**WORK TO BE COMPLETED:** Word for word, restate the records that come after this.

**GIVEN DATA:**
※

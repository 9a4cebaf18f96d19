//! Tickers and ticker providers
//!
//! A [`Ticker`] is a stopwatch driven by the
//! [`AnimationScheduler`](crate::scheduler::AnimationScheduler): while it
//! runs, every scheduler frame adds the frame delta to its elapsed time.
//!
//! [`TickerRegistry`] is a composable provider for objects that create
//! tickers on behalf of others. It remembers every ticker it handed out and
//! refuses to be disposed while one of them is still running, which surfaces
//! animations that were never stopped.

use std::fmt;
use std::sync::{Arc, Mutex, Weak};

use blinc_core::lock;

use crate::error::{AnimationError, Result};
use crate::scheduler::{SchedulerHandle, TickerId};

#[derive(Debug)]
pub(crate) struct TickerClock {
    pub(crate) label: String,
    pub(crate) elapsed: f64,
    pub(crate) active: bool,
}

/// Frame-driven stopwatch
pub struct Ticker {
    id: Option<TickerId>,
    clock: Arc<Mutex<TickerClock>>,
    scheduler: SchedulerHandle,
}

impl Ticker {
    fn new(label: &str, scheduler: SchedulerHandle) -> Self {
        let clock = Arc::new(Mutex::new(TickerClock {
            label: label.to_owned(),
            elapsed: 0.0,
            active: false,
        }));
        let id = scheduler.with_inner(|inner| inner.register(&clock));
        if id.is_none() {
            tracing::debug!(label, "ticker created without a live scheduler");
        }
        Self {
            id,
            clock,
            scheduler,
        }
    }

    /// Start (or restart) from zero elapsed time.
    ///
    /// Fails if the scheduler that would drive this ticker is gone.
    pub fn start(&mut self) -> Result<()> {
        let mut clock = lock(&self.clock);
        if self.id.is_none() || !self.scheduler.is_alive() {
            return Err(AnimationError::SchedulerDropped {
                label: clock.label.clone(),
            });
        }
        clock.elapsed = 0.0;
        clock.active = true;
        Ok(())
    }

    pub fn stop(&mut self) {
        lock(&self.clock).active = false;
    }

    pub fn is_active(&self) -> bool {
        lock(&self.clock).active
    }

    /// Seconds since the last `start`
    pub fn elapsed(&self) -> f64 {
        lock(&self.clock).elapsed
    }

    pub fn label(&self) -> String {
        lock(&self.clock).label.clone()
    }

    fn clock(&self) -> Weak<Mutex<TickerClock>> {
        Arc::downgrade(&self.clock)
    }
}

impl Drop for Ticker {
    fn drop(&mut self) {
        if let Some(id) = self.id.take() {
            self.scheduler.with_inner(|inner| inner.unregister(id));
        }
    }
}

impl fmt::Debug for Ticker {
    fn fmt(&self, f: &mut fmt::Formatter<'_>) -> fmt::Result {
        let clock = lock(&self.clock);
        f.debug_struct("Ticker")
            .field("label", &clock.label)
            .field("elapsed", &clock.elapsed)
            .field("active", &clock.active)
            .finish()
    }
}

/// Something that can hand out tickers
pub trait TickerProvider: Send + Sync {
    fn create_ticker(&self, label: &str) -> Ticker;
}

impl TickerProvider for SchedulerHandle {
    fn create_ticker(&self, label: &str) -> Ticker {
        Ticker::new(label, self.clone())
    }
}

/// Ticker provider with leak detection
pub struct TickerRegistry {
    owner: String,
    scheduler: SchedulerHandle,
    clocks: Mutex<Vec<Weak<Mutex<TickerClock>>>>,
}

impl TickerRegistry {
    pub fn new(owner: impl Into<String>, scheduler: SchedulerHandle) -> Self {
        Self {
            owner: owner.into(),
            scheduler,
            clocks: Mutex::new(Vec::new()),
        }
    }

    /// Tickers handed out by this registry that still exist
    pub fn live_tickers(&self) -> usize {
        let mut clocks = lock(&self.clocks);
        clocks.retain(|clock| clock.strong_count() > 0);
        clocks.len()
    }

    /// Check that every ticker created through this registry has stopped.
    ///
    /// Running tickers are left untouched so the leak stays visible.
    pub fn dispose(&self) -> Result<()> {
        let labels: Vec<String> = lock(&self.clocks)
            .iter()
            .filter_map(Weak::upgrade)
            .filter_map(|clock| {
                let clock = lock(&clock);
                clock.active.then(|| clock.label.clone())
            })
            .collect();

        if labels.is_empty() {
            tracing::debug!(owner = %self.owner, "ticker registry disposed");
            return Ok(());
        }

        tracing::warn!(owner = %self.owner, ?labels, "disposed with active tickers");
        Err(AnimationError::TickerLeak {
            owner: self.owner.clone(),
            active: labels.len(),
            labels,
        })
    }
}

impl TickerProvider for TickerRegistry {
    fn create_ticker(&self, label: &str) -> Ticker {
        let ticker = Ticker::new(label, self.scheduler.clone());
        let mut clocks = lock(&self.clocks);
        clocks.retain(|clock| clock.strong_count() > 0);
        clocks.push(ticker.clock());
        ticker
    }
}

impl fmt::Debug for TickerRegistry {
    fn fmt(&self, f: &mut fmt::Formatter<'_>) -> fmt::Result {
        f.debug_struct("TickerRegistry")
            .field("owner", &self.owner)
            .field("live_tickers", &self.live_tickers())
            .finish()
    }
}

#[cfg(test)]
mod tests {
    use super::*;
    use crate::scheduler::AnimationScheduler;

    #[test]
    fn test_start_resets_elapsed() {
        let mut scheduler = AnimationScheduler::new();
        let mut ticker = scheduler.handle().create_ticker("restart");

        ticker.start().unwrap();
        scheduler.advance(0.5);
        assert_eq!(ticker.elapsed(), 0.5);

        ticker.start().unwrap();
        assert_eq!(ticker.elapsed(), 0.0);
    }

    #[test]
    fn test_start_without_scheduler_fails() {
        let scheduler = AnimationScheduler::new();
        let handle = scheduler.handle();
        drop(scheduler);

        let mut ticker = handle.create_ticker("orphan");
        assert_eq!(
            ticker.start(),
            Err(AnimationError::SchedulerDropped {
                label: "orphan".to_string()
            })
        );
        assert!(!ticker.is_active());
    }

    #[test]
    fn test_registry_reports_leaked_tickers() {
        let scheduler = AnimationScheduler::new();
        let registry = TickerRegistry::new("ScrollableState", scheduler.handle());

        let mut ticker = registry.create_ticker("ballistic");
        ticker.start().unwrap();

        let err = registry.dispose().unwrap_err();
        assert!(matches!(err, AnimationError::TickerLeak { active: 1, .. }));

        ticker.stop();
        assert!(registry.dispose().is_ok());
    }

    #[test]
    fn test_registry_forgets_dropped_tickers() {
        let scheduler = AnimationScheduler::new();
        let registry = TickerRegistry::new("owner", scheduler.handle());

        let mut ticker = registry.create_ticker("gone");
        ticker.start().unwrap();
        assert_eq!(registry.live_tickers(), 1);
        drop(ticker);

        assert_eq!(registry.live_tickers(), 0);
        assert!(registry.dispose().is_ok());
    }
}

※

**WRITTEN SOLUTION:**
repository 9a4cebaf18f96d19
//! Tickers and ticker providers
//!
//! A [`Ticker`] is a stopwatch driven by the
//! [`AnimationScheduler`](crate::scheduler::AnimationScheduler): while it
//! runs, every scheduler frame adds the frame delta to its elapsed time.
//!
//! [`TickerRegistry`] is a composable provider for objects that create
//! tickers on behalf of others. It remembers every ticker it handed out and
//! refuses to be disposed while one of them is still running, which surfaces
//! animations that were never stopped.

use std::fmt;
use std::sync::{Arc, Mutex, Weak};

use blinc_core::lock;

use crate::error::{AnimationError, Result};
use crate::scheduler::{SchedulerHandle, TickerId};

#[derive(Debug)]
pub(crate) struct TickerClock {
    pub(crate) label: String,
    pub(crate) elapsed: f64,
    pub(crate) active: bool,
}

/// Frame-driven stopwatch
pub struct Ticker {
    id: Option<TickerId>,
    clock: Arc<Mutex<TickerClock>>,
    scheduler: SchedulerHandle,
}

impl Ticker {
    fn new(label: &str, scheduler: SchedulerHandle) -> Self {
        let clock = Arc::new(Mutex::new(TickerClock {
            label: label.to_owned(),
            elapsed: 0.0,
            active: false,
        }));
        let id = scheduler.with_inner(|inner| inner.register(&clock));
        if id.is_none() {
            tracing::debug!(label, "ticker created without a live scheduler");
        }
        Self {
            id,
            clock,
            scheduler,
        }
    }

    /// Start (or restart) from zero elapsed time.
    ///
    /// Fails if the scheduler that would drive this ticker is gone.
    pub fn start(&mut self) -> Result<()> {
        let mut clock = lock(&self.clock);
        if self.id.is_none() || !self.scheduler.is_alive() {
            return Err(AnimationError::SchedulerDropped {
                label: clock.label.clone(),
            });
        }
        clock.elapsed = 0.0;
        clock.active = true;
        Ok(())
    }

    pub fn stop(&mut self) {
        lock(&self.clock).active = false;
    }

    pub fn is_active(&self) -> bool {
        lock(&self.clock).active
    }

    /// Seconds since the last `start`
    pub fn elapsed(&self) -> f64 {
        lock(&self.clock).elapsed
    }

    pub fn label(&self) -> String {
        lock(&self.clock).label.clone()
    }

    fn clock(&self) -> Weak<Mutex<TickerClock>> {
        Arc::downgrade(&self.clock)
    }
}

impl Drop for Ticker {
    fn drop(&mut self) {
        if let Some(id) = self.id.take() {
            self.scheduler.with_inner(|inner| inner.unregister(id));
        }
    }
}

impl fmt::Debug for Ticker {
    fn fmt(&self, f: &mut fmt::Formatter<'_>) -> fmt::Result {
        let clock = lock(&self.clock);
        f.debug_struct("Ticker")
            .field("label", &clock.label)
            .field("elapsed", &clock.elapsed)
            .field("active", &clock.active)
            .finish()
    }
}

/// Something that can hand out tickers
pub trait TickerProvider: Send + Sync {
    fn create_ticker(&self, label: &str) -> Ticker;
}

impl TickerProvider for SchedulerHandle {
    fn create_ticker(&self, label: &str) -> Ticker {
        Ticker::new(label, self.clone())
    }
}

/// Ticker provider with leak detection
pub struct TickerRegistry {
    owner: String,
    scheduler: SchedulerHandle,
    clocks: Mutex<Vec<Weak<Mutex<TickerClock>>>>,
}

impl TickerRegistry {
    pub fn new(owner: impl Into<String>, scheduler: SchedulerHandle) -> Self {
        Self {
            owner: owner.into(),
            scheduler,
            clocks: Mutex::new(Vec::new()),
        }
    }

    /// Tickers handed out by this registry that still exist
    pub fn live_tickers(&self) -> usize {
        let mut clocks = lock(&self.clocks);
        clocks.retain(|clock| clock.strong_count() > 0);
        clocks.len()
    }

    /// Check that every ticker created through this registry has stopped.
    ///
    /// Running tickers are left untouched so the leak stays visible.
    pub fn dispose(&self) -> Result<()> {
        let labels: Vec<String> = lock(&self.clocks)
            .iter()
            .filter_map(Weak::upgrade)
            .filter_map(|clock| {
                let clock = lock(&clock);
                clock.active.then(|| clock.label.clone())
            })
            .collect();

        if labels.is_empty() {
            tracing::debug!(owner = %self.owner, "ticker registry disposed");
            return Ok(());
        }

        tracing::warn!(owner = %self.owner, ?labels, "disposed with active tickers");
        Err(AnimationError::TickerLeak {
            owner: self.owner.clone(),
            active: labels.len(),
            labels,
        })
    }
}

impl TickerProvider for TickerRegistry {
    fn create_ticker(&self, label: &str) -> Ticker {
        let ticker = Ticker::new(label, self.scheduler.clone());
        let mut clocks = lock(&self.clocks);
        clocks.retain(|clock| clock.strong_count() > 0);
        clocks.push(ticker.clock());
        ticker
    }
}

impl fmt::Debug for TickerRegistry {
    fn fmt(&self, f: &mut fmt::Formatter<'_>) -> fmt::Result {
        f.debug_struct("TickerRegistry")
            .field("owner", &self.owner)
            .field("live_tickers", &self.live_tickers())
            .finish()
    }
}

#[cfg(test)]
mod tests {
    use super::*;
    use crate::scheduler::AnimationScheduler;

    #[test]
    fn test_start_resets_elapsed() {
        let mut scheduler = AnimationScheduler::new();
        let mut ticker = scheduler.handle().create_ticker("restart");

        ticker.start().unwrap();
        scheduler.advance(0.5);
        assert_eq!(ticker.elapsed(), 0.5);

        ticker.start().unwrap();
        assert_eq!(ticker.elapsed(), 0.0);
    }

    #[test]
    fn test_start_without_scheduler_fails() {
        let scheduler = AnimationScheduler::new();
        let handle = scheduler.handle();
        drop(scheduler);

        let mut ticker = handle.create_ticker("orphan");
        assert_eq!(
            ticker.start(),
            Err(AnimationError::SchedulerDropped {
                label: "orphan".to_string()
            })
        );
        assert!(!ticker.is_active());
    }

    #[test]
    fn test_registry_reports_leaked_tickers() {
        let scheduler = AnimationScheduler::new();
        let registry = TickerRegistry::new("ScrollableState", scheduler.handle());

        let mut ticker = registry.create_ticker("ballistic");
        ticker.start().unwrap();

        let err = registry.dispose().unwrap_err();
        assert!(matches!(err, AnimationError::TickerLeak { active: 1, .. }));

        ticker.stop();
        assert!(registry.dispose().is_ok());
    }

    #[test]
    fn test_registry_forgets_dropped_tickers() {
        let scheduler = AnimationScheduler::new();
        let registry = TickerRegistry::new("owner", scheduler.handle());

        let mut ticker = registry.create_ticker("gone");
        ticker.start().unwrap();
        assert_eq!(registry.live_tickers(), 1);
        drop(ticker);

        assert_eq!(registry.live_tickers(), 0);
        assert!(registry.dispose().is_ok());
    }
}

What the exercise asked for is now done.